In view of the fact that the greatest delight of man is enjoying the meeting of sincere friends, this bounty is pointed out in the fourth stage. It says about the people of Paradise that they sit therein:
They look each other, and speak about everything.
They sometimes talk about their past deeds in the world, and sometimes about the great bounties of Allah in Hereafter, sometimes about the attributes of beauty and dignity of Allah, and sometimes about the ranks of the saints and their extraordinary acts, and some other affairs the information upon which is not conceivable for us, the prisoners of this world.
The Arabic word /surur/ is the plural form of /sarir/ which is called to the thrones on which people sit in the meetings of pleasure and intimacy; though it has also been used in a vaster scope of meaning, so far that sometimes the shroud of a dead has been called /sarir/, perhaps for the hope that it may be a mount of happiness for him toward he Divine forgiveness and His eternal garden.
يُطَافُ عَلَيْهِم بِكَأْسٍ مِن مَّعِينٍ
بَيْضَآءَ لَذَّةٍ لّـِلشَّارِبِينَ
لاَ فِيهَا غَوْلٌ وَلاَ هُمْ عَنْهَا يُنزَفُونَ
45. “Round will go unto them a cup (of wine) from a clear spring,”
46. “Crystal-white, delicious to the drinkers,”
47. “Free from headiness, nor will they suffer intoxication from it.”
Being entertained in Paradise is not limited to a particular side, but the bounties are turned round from every side of the people of Paradise.
In the fifth stage of the statement of the merits of the people of Paradise, the words are about their purified drink. It says:
Whenever they decide they can be satiated from its cup and can feel its world of mirth and spirituality.
These cups are not set in a corner or a place that they come and ask for one of them, but these cups will be turned round unto them.

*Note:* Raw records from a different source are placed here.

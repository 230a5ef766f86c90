// Copyright 2026 the Weblayer Authors
// SPDX-License-Identifier: Apache-2.0 OR MIT

//! The public entry point: one mirrored tree per root element.

use std::cell::{Ref, RefCell};
use std::collections::{HashMap, HashSet};
use std::rc::Rc;

use futures::FutureExt as _;
use futures::future::{self, LocalBoxFuture};

use crate::backend::Presenter;
use crate::config::WebLayerConfig;
use crate::dirty;
use crate::dom::{ChangeEvent, Element};
use crate::error::LayerError;
use crate::host::{ChangeReceiver, ChangeSink, Host, change_queue};
use crate::layer::{ContentNode, LayerId, LayerState, LayerStore};
use crate::raster::{Rasterizer, Texture};
use crate::scheduler::{Engine, TreeState};
use crate::snapshot::Snapshotter;
use crate::trace::{LayerRemovedEvent, RefreshReason, TraceSink, Tracer};
use crate::transition::{self, FrameChanges};
use crate::tree::{TreeContext, build_or_update_tree};

/// A live DOM subtree mirrored into rasterized layers.
///
/// Construction tags the root, builds the layer tree and starts observing
/// changes. Nothing is rasterized until [`refresh`](Self::refresh) runs or
/// the coordinator returned by [`run`](Self::run) is spawned; the
/// coordinator starts with a full refresh.
///
/// Every tick ([`tick`](Self::tick)) eases poses and opacities and reports
/// what moved. Dropping the layer disposes it.
pub struct WebLayer<E: Element> {
    engine: Engine<E>,
    receiver: RefCell<Option<ChangeReceiver<E>>>,
}

impl<E: Element> core::fmt::Debug for WebLayer<E> {
    fn fmt(&self, f: &mut core::fmt::Formatter<'_>) -> core::fmt::Result {
        let state = self.engine.state.borrow();
        f.debug_struct("WebLayer")
            .field("root", &state.store.root())
            .field("layers", &state.store.len())
            .field("snapshots", &self.engine.snapshots)
            .field("disposed", &state.disposed)
            .finish_non_exhaustive()
    }
}

impl<E: Element> WebLayer<E> {
    /// Mirrors the subtree rooted at `root`.
    ///
    /// A root that is not attached to a document is first moved into an
    /// invisible off-screen container created by `host`, which
    /// [`dispose`](Self::dispose) removes again.
    pub fn new(
        root: E,
        host: Rc<dyn Host<E>>,
        rasterizer: Rc<dyn Rasterizer<E>>,
        config: WebLayerConfig,
    ) -> Self {
        let container = if root.is_connected() {
            None
        } else if let Some(container) = host.create_offscreen_container() {
            container.append_child(&root);
            tracing::debug!("root not attached; parked in off-screen container");
            Some(container)
        } else {
            tracing::warn!("root not attached and no off-screen container available");
            None
        };

        let (sink, receiver) = change_queue(config.queue_capacity);
        let tracer = Tracer::default();
        let snapshots = Snapshotter::new(Rc::clone(&rasterizer), tracer.clone());

        let mut store = LayerStore::new();
        let cx = TreeContext {
            host: &*host,
            sink: &sink,
        };
        build_or_update_tree(&mut store, &root, &cx);
        let root_observation = host.observe_mutations(&root, sink.clone());

        let state = TreeState {
            store,
            root_element: root,
            container,
            config,
            root_observation: Some(root_observation),
            rasterizing: HashSet::new(),
            rerun: HashMap::new(),
            disposed: false,
        };
        Self {
            engine: Engine {
                state: Rc::new(RefCell::new(state)),
                host,
                rasterizer,
                snapshots,
                tracer,
                sink,
            },
            receiver: RefCell::new(Some(receiver)),
        }
    }

    // -- Collaborators --

    /// A producer handle for the change queue.
    ///
    /// Hosts push observer notifications here; [`run`](Self::run) consumes
    /// them.
    #[must_use]
    pub fn sink(&self) -> ChangeSink<E> {
        self.engine.sink.clone()
    }

    /// Replaces the diagnostics sink.
    pub fn set_trace_sink(&self, sink: impl TraceSink + 'static) {
        self.engine.tracer.set_sink(Box::new(sink));
    }

    /// The configuration the tree was created with.
    #[must_use]
    pub fn config(&self) -> WebLayerConfig {
        self.engine.state.borrow().config
    }

    // -- Refresh --

    /// The change coordinator.
    ///
    /// Performs an initial full refresh, then drains the change queue in
    /// batches until the tree is disposed. Returns `None` if the
    /// coordinator was already taken.
    #[must_use]
    pub fn run(&self) -> Option<LocalBoxFuture<'static, ()>> {
        let receiver = self.receiver.borrow_mut().take()?;
        Some(self.engine.clone().run(receiver).boxed_local())
    }

    /// Requests a structural refresh: rebuild the tree from the live
    /// document, take a new snapshot and rasterize every active layer.
    #[must_use]
    pub fn refresh(&self) -> LocalBoxFuture<'static, ()> {
        self.engine
            .clone()
            .refresh_full_tree(RefreshReason::Explicit)
            .boxed_local()
    }

    /// Rasterizes one layer again from the current snapshot, taking one
    /// first if needed.
    #[must_use]
    pub fn refresh_layer(&self, id: LayerId) -> LocalBoxFuture<'static, Result<(), LayerError>> {
        self.engine.clone().refresh_single(id).boxed_local()
    }

    /// Processes one batch of change events, as the coordinator does.
    #[must_use]
    pub fn on_change(&self, batch: Vec<ChangeEvent<E>>) -> LocalBoxFuture<'static, ()> {
        if batch.is_empty() {
            return future::ready(()).boxed_local();
        }
        self.engine.clone().process_batch(batch, false).boxed_local()
    }

    // -- Per-tick --

    /// Advances pose and opacity transitions by one step and disposes
    /// layers that finished fading out.
    pub fn tick(&self) -> FrameChanges {
        let mut state = self.engine.state.borrow_mut();
        if state.disposed {
            return FrameChanges::default();
        }
        let config = state.config;
        let (changes, disposed) = transition::tick(&mut state.store, &config);
        for layer in disposed {
            self.engine
                .tracer
                .layer_removed(&LayerRemovedEvent { layer });
        }
        changes
    }

    /// Ticks and hands the changes to `presenter`.
    pub fn tick_and_present(&self, presenter: &mut dyn Presenter<E>) -> FrameChanges {
        let changes = self.tick();
        presenter.apply(&self.engine.state.borrow().store, &changes);
        changes
    }

    // -- Queries --

    /// Read access to the layer store.
    ///
    /// # Panics
    ///
    /// Panics if called from inside a [`TraceSink`] or another callback that
    /// runs while the tree is being modified.
    #[must_use]
    pub fn store(&self) -> Ref<'_, LayerStore<E>> {
        Ref::map(self.engine.state.borrow(), |s| &s.store)
    }

    /// The root layer, unless disposed.
    #[must_use]
    pub fn root(&self) -> Option<LayerId> {
        self.engine.state.borrow().store.root()
    }

    /// The layer whose boundary element is `element`.
    #[must_use]
    pub fn layer_for_element(&self, element: &E) -> Option<LayerId> {
        self.engine.state.borrow().store.find_by_element(element)
    }

    /// Live layer ids in depth-first pre-order.
    #[must_use]
    pub fn traverse(&self) -> Vec<LayerId> {
        self.engine.state.borrow().store.traverse()
    }

    /// The lifecycle state of `id`.
    #[must_use]
    pub fn lifecycle(&self, id: LayerId) -> Option<LayerState> {
        self.engine.state.borrow().store.lifecycle(id)
    }

    /// Scene content of `id`, once attached.
    #[must_use]
    pub fn content(&self, id: LayerId) -> Option<ContentNode> {
        self.engine.state.borrow().store.get(id)?.content()
    }

    /// The committed texture of `id` for `state`.
    #[must_use]
    pub fn texture(&self, id: LayerId, state: &str) -> Option<Texture> {
        self.engine
            .state
            .borrow()
            .store
            .get(id)?
            .texture(state)
            .cloned()
    }

    /// Selects the displayed state of a layer.
    ///
    /// Switching swaps textures; it never rasterizes.
    pub fn set_state(&self, id: LayerId, state: &str) -> Result<(), LayerError> {
        let mut guard = self.engine.state.borrow_mut();
        let tree = &mut *guard;
        if tree.disposed {
            return Err(LayerError::Disposed);
        }
        let node = tree
            .store
            .get_mut(id)
            .ok_or(LayerError::UnknownLayer(id))?;
        if !node.states().iter().any(|s| s == state) {
            return Err(LayerError::UnknownState {
                layer: id,
                state: state.to_owned(),
            });
        }
        if node.current_state() != state {
            node.current_state = state.to_owned();
            tree.store.mark(id, dirty::CONTENT);
        }
        Ok(())
    }

    // -- Teardown --

    /// Whether [`dispose`](Self::dispose) has run.
    #[must_use]
    pub fn is_disposed(&self) -> bool {
        self.engine.state.borrow().disposed
    }

    /// Disposes every layer, disconnects observers, tears down the current
    /// snapshot, removes the managed off-screen container and closes the
    /// change queue. Safe to call more than once.
    pub fn dispose(&self) {
        let mut guard = self.engine.state.borrow_mut();
        let state = &mut *guard;
        if state.disposed {
            return;
        }
        state.disposed = true;

        if let Some(root) = state.store.root() {
            for layer in state.store.dispose(root) {
                self.engine
                    .tracer
                    .layer_removed(&LayerRemovedEvent { layer });
            }
        }
        if let Some(mut observation) = state.root_observation.take() {
            observation.disconnect();
        }
        state.rerun.clear();
        self.engine.snapshots.clear();
        if let Some(container) = state.container.take() {
            container.detach();
        }
        self.engine.sink.clone().close();
        tracing::debug!("layer tree disposed");
    }
}

impl<E: Element> Drop for WebLayer<E> {
    fn drop(&mut self) {
        self.dispose();
    }
}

The Arabic word /ka’s/ philologically is called to a cup which is completely full, and if it is rather empty it is called ‘goblet’.
Raqib in Mufradat says:
“Cup is a container which is full of beverage.”
The Qur’anic term /ma‘in/ is derived from /ma‘n/ in the sense of ‘flow’. It points to this fact that there are some flowing springs therein which have purified wine out of which every moment the cups are filled and turned round among the people of Paradise.
It is not such that this purified wine finishes or that it may need any trouble, pain, and task to be provided, or that it may become old, decayed, and imperfect.
Then, the second holy verse explains these cups of purified wine.
The pleasures in Heaven have no hidden and manifest evil sequels. The heavenly wine is delicious, but it has not the intoxication and other sequels of the worldly wine.
The third holy verse, by mentioning a short and expressive sentence, explaining that purified wine, says:
And there is nothing in it but spiritual intelligence, mirth, and joy.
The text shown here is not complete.